Autonomous robots can be seen doing the odd job in place of human workers. Retail stores like Walmart have already put robots to use (as a janitorial role), and while that may seem like a good idea to boost sales, it does pose the risk of job losses for employees. However, Walmart isn't the only company using robots for specific tasks. Companies around the world are also using autonomous robots to deliver packages, especially in aircraft drones.


The autonomous bot deployed by Walmart will carry out menial tasks throughout the store. (Image Credit: Walmart)


Walmart will be deploying 1,500 Auto-C autonomous floor cleaners, 300 Auto-S shelf scanners and another 1,200 FAST unloaders that will scan and sort items as they become unloaded from delivery trucks. The retail store will also have an additional 900 Pickup Towers, allowing customers to order merchandise online from Walmart's website and then picking up the item at a vending machine located at the closest Walmart store.
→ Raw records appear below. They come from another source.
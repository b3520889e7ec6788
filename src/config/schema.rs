//! Configuration schema definitions.
//!
//! This module defines the complete configuration structure for the sandbox.
//! All types derive Serde traits for deserialization from config files.

use serde::{Deserialize, Serialize};

/// Root configuration for the sandbox server.
#[derive(Debug, Clone, Deserialize, Serialize, Default)]
#[serde(default)]
pub struct SandboxConfig {
    /// Listener configuration (bind address, concurrency).
    pub listener: ListenerConfig,

    /// Timeout configuration.
    pub timeouts: TimeoutConfig,

    /// Request size limits.
    pub limits: LimitsConfig,

    /// Route table placement.
    pub routing: RoutingConfig,

    /// Diagnostic handler settings.
    pub sandbox: HandlerConfig,

    /// Credentials for the auth-gated endpoints.
    pub auth: AuthConfig,

    /// Observability settings.
    pub observability: ObservabilityConfig,
}

/// Listener configuration.
#[derive(Debug, Clone, Deserialize, Serialize)]
#[serde(default)]
pub struct ListenerConfig {
    /// Bind address (e.g., "127.0.0.1:8000").
    pub bind_address: String,

    /// Maximum requests served concurrently.
    pub max_connections: usize,
}

impl Default for ListenerConfig {
    fn default() -> Self {
        Self {
            bind_address: "127.0.0.1:8000".to_string(),
            max_connections: 1024,
        }
    }
}

/// Timeout configuration.
#[derive(Debug, Clone, Deserialize, Serialize)]
#[serde(default)]
pub struct TimeoutConfig {
    /// Request timeout (total time for request/response) in seconds.
    pub request_secs: u64,

    /// How long in-flight requests may run after a shutdown signal.
    pub shutdown_grace_secs: u64,
}

impl Default for TimeoutConfig {
    fn default() -> Self {
        Self {
            request_secs: 30,
            shutdown_grace_secs: 10,
        }
    }
}

/// Request size limits.
#[derive(Debug, Clone, Deserialize, Serialize)]
#[serde(default)]
pub struct LimitsConfig {
    /// Maximum body size in bytes.
    pub max_body_size: usize,
}

impl Default for LimitsConfig {
    fn default() -> Self {
        Self {
            max_body_size: 10 * 1024 * 1024, // 10MB
        }
    }
}

/// Where the route table is mounted.
#[derive(Debug, Clone, Deserialize, Serialize, Default)]
#[serde(default)]
pub struct RoutingConfig {
    /// Prefix prepended to every route pattern, e.g. "/core".
    /// Empty mounts the table at the root.
    pub mount_prefix: String,
}

/// Diagnostic handler settings.
#[derive(Debug, Clone, Deserialize, Serialize)]
#[serde(default)]
pub struct HandlerConfig {
    /// Body returned by the hello endpoints.
    pub greeting: String,
}

impl Default for HandlerConfig {
    fn default() -> Self {
        Self {
            greeting: "Hello".to_string(),
        }
    }
}

/// Credentials checked by the basic and digest endpoints.
#[derive(Debug, Clone, Deserialize, Serialize)]
#[serde(default)]
pub struct AuthConfig {
    pub username: String,
    pub password: String,

    /// Protection space advertised in challenges.
    pub realm: String,

    /// Lifetime of a digest nonce in seconds.
    pub nonce_ttl_secs: u64,
}

impl Default for AuthConfig {
    fn default() -> Self {
        Self {
            username: "test".to_string(),
            password: "12345".to_string(),
            realm: "sandbox".to_string(),
            nonce_ttl_secs: 300,
        }
    }
}

/// Log output format.
#[derive(Debug, Clone, Copy, PartialEq, Eq, Deserialize, Serialize, Default)]
#[serde(rename_all = "lowercase")]
pub enum LogFormat {
    #[default]
    Pretty,
    Json,
}

impl std::str::FromStr for LogFormat {
    type Err = String;

    fn from_str(s: &str) -> Result<Self, Self::Err> {
        match s.to_ascii_lowercase().as_str() {
            "pretty" => Ok(Self::Pretty),
            "json" => Ok(Self::Json),
            other => Err(format!("unknown log format '{other}'")),
        }
    }
}

/// Observability configuration.
#[derive(Debug, Clone, Deserialize, Serialize)]
#[serde(default)]
pub struct ObservabilityConfig {
    /// Log level (trace, debug, info, warn, error).
    pub log_level: String,

    /// Log line format.
    pub log_format: LogFormat,

    /// Enable the Prometheus metrics endpoint.
    pub metrics_enabled: bool,

    /// Metrics endpoint bind address.
    pub metrics_address: String,
}

impl Default for ObservabilityConfig {
    fn default() -> Self {
        Self {
            log_level: "info".to_string(),
            log_format: LogFormat::Pretty,
            metrics_enabled: false,
            metrics_address: "127.0.0.1:9090".to_string(),
        }
    }
}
The main reason behind deploying autonomous bots in the retail stores is so employees can pay more attention to their customers while preparing their online orders for pickup.  Giving employees jobs they can focus on may seem like a good idea when it benefits sales in the store, but there are also concerns about these machines taking over current employee jobs instead of having the company move them over to a task focusing more on customer-service.


Starship Technologies have used to their robots to deliver over 50,000 packages to customers. (Image Credit: Reuters, Wolfgang Rattay)


Robots are also being used to deliver packages. Starship Technologies is helping to expand the role robots play in this field. The company recently announced that their autonomous courier robots have made 50,000 deliveries and traveled over 200,000 miles around the world since it first launched in 2018 in the UK. However, this is a smaller number compared to FedEx, who has made over 15 million deliveries per day while Domino's Pizza delivers over 2 million pizzas a day.


Alphabet's Wing drone will also deliver packages to customers - small goods like medicine and groceries will be sent out based on requests. (Image Credit: Associated Press)


Alphabet's Wing division will be joining the ranks of robotic deliveries by launching the service in Australia. Their drones will deliver small goods like medicine, coffee and necessary groceries to customers in Crace, Palmerston and Franklin, outside the capital city of Canberra. These small goods will come from different businesses such as Kickstart Expresso, Capital Chemist, Pure Gelato, Jasper + Myrtle, Bakers Delight, Guzman Y Gomez, and Drummond Golf. The company will also expand its deliveries to other neighborhoods in a few weeks and months and will also make more connections with other businesses to make more product available.


The team behind the drone company has been testing their drones in Australia since 2014, and they had planned to launch a commercial service in 2017. The company made a collaborative effort with Mexican food chain Guzman Y Gomez and pharmaceutical company Chemist Warehouse for further, more advanced testing in October 2017. Since then, Wing has delivered 3,000 packages to customers in Fernleigh Park, Royalla and Bonython. The company is making preparations to do some trial runs in Helsinki, Finland and have given themselves confidence by turning their ambitions into a bigger business.


While these robots may benefit businesses in retail stores and package deliveries, it could also impact human jobs by replacing them. This could eventually result in a large mass of job loss in the near future.